What the task requires:
Copy each line of the records below that mentions the word "landing".

:::::

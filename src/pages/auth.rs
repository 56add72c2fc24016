use liftlog_core::commands::auth;
use liftlog_core::service::User;

use crate::context::AppContext;
use crate::input::Input;

/// Ask for a name until login succeeds. `None` when input ends.
pub async fn run(ctx: &AppContext, input: &mut Input) -> anyhow::Result<Option<User>> {
    println!();
    println!("LiftLog");
    println!("Enter your name to start.");

    loop {
        let Some(name) = input.prompt("name").await? else {
            return Ok(None);
        };
        if let Some(user) = ctx.ok(auth::login(ctx.service.as_ref(), &ctx.prefs, &name).await) {
            ctx.success(format!("Welcome, {}!", user.name));
            return Ok(Some(user));
        }
    }
}
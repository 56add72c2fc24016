use chrono::{Local, NaiveDate};
use tracing::info;

use liftlog_core::commands::auth;
use liftlog_core::service::User;

use crate::context::AppContext;
use crate::input::{split_command, Input};
use crate::pages;

/// Screens of the shell.
#[derive(Debug, Clone, PartialEq, Eq)]
pub enum Route {
    Auth,
    Dashboard,
    Workout(NaiveDate),
    History,
    Stats,
    Exercises,
    Templates,
    Quit,
}

impl Route {
    /// Navigation commands understood on every screen.
    pub fn parse(line: &str) -> Option<Route> {
        let (verb, rest) = split_command(line);
        let route = match verb {
            "home" | "dashboard" => Route::Dashboard,
            "workout" | "today" if rest.is_empty() => Route::Workout(today()),
            "workout" => Route::Workout(rest.parse().ok()?),
            "history" => Route::History,
            "stats" => Route::Stats,
            "exercises" => Route::Exercises,
            "templates" => Route::Templates,
            "quit" | "exit" => Route::Quit,
            _ => return None,
        };
        Some(route)
    }
}

pub fn today() -> NaiveDate {
    Local::now().date_naive()
}

pub const NAV_HELP: &str =
    "home | workout [YYYY-MM-DD] | history | stats | exercises | templates | quit";

/// Where to go right after login.
fn landing(date: Option<NaiveDate>) -> Route {
    date.map(Route::Workout).unwrap_or(Route::Dashboard)
}

pub async fn run(
    ctx: AppContext,
    name: Option<String>,
    date: Option<NaiveDate>,
) -> anyhow::Result<()> {
    let mut input = Input::stdin();

    let mut user: Option<User> = match name {
        Some(name) => ctx.ok(auth::login(ctx.service.as_ref(), &ctx.prefs, &name).await),
        None => auth::restore(ctx.service.as_ref(), &ctx.prefs).await,
    };
    let mut route = if user.is_some() {
        landing(date)
    } else {
        Route::Auth
    };

    loop {
        match route {
            Route::Quit => break,
            Route::Auth => user = None,
            _ => {}
        }

        let current = match user.clone() {
            Some(current) => current,
            None => {
                user = pages::auth::run(&ctx, &mut input).await?;
                route = if user.is_some() {
                    landing(date)
                } else {
                    Route::Quit
                };
                continue;
            }
        };

        info!("Showing {:?} for {}", route, current.name);
        route = match route {
            Route::Dashboard => pages::dashboard::run(&ctx, &mut input, &current).await?,
            Route::Workout(date) => pages::workout::run(&ctx, &mut input, &current, date).await?,
            Route::History => pages::history::run(&ctx, &mut input, &current).await?,
            Route::Stats => pages::stats::run(&ctx, &mut input, &current).await?,
            Route::Exercises => pages::exercises::run(&ctx, &mut input, &current).await?,
            Route::Templates => pages::templates::run(&ctx, &mut input, &current).await?,
            // Handled at the top of the loop
            other => other,
        };
    }

    println!("Bye!");
    Ok(())
}
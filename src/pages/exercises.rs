use liftlog_core::commands::exercises;
use liftlog_core::service::{Exercise, User};

use super::{confirm, print_catalog, print_help};
use crate::app::Route;
use crate::context::AppContext;
use crate::input::{parse_position, split_command, Input};

const COMMANDS: &[(&str, &str)] = &[
    ("add <name>", "create an exercise"),
    ("delete <n>", "delete exercise n (past workouts keep it)"),
];

pub async fn run(ctx: &AppContext, input: &mut Input, user: &User) -> anyhow::Result<Route> {
    let mut catalog = load(ctx, user).await;
    render(&catalog);

    loop {
        let Some(line) = input.prompt("exercises").await? else {
            return Ok(Route::Quit);
        };
        if let Some(route) = Route::parse(&line) {
            return Ok(route);
        }

        let (verb, rest) = split_command(&line);
        match verb {
            "" => {
                catalog = load(ctx, user).await;
                render(&catalog);
            }
            "add" => {
                let created =
                    ctx.ok(exercises::create(ctx.service.as_ref(), &user.id, &catalog, rest).await);
                if let Some(exercise) = created {
                    ctx.success(format!("{} created", exercise.name));
                    catalog.push(exercise);
                    render(&catalog);
                }
            }
            "delete" => {
                let Some(exercise) = parse_position(rest).and_then(|i| catalog.get(i)).cloned()
                else {
                    println!("  No exercise {}", rest);
                    continue;
                };
                if confirm(input, &format!("Delete {}?", exercise.name)).await?
                    && ctx
                        .ok(exercises::delete(ctx.service.as_ref(), &exercise.id).await)
                        .is_some()
                {
                    ctx.success(format!("{} deleted", exercise.name));
                    catalog.retain(|e| e.id != exercise.id);
                    render(&catalog);
                }
            }
            _ => print_help(COMMANDS),
        }
    }
}

async fn load(ctx: &AppContext, user: &User) -> Vec<Exercise> {
    ctx.ok(exercises::list(ctx.service.as_ref(), &user.id).await)
        .unwrap_or_default()
}

fn render(catalog: &[Exercise]) {
    println!();
    println!("Exercises");
    print_catalog(catalog);
}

:::::

Response:
fn landing(date: Option<NaiveDate>) -> Route {
        landing(date)
                    landing(date)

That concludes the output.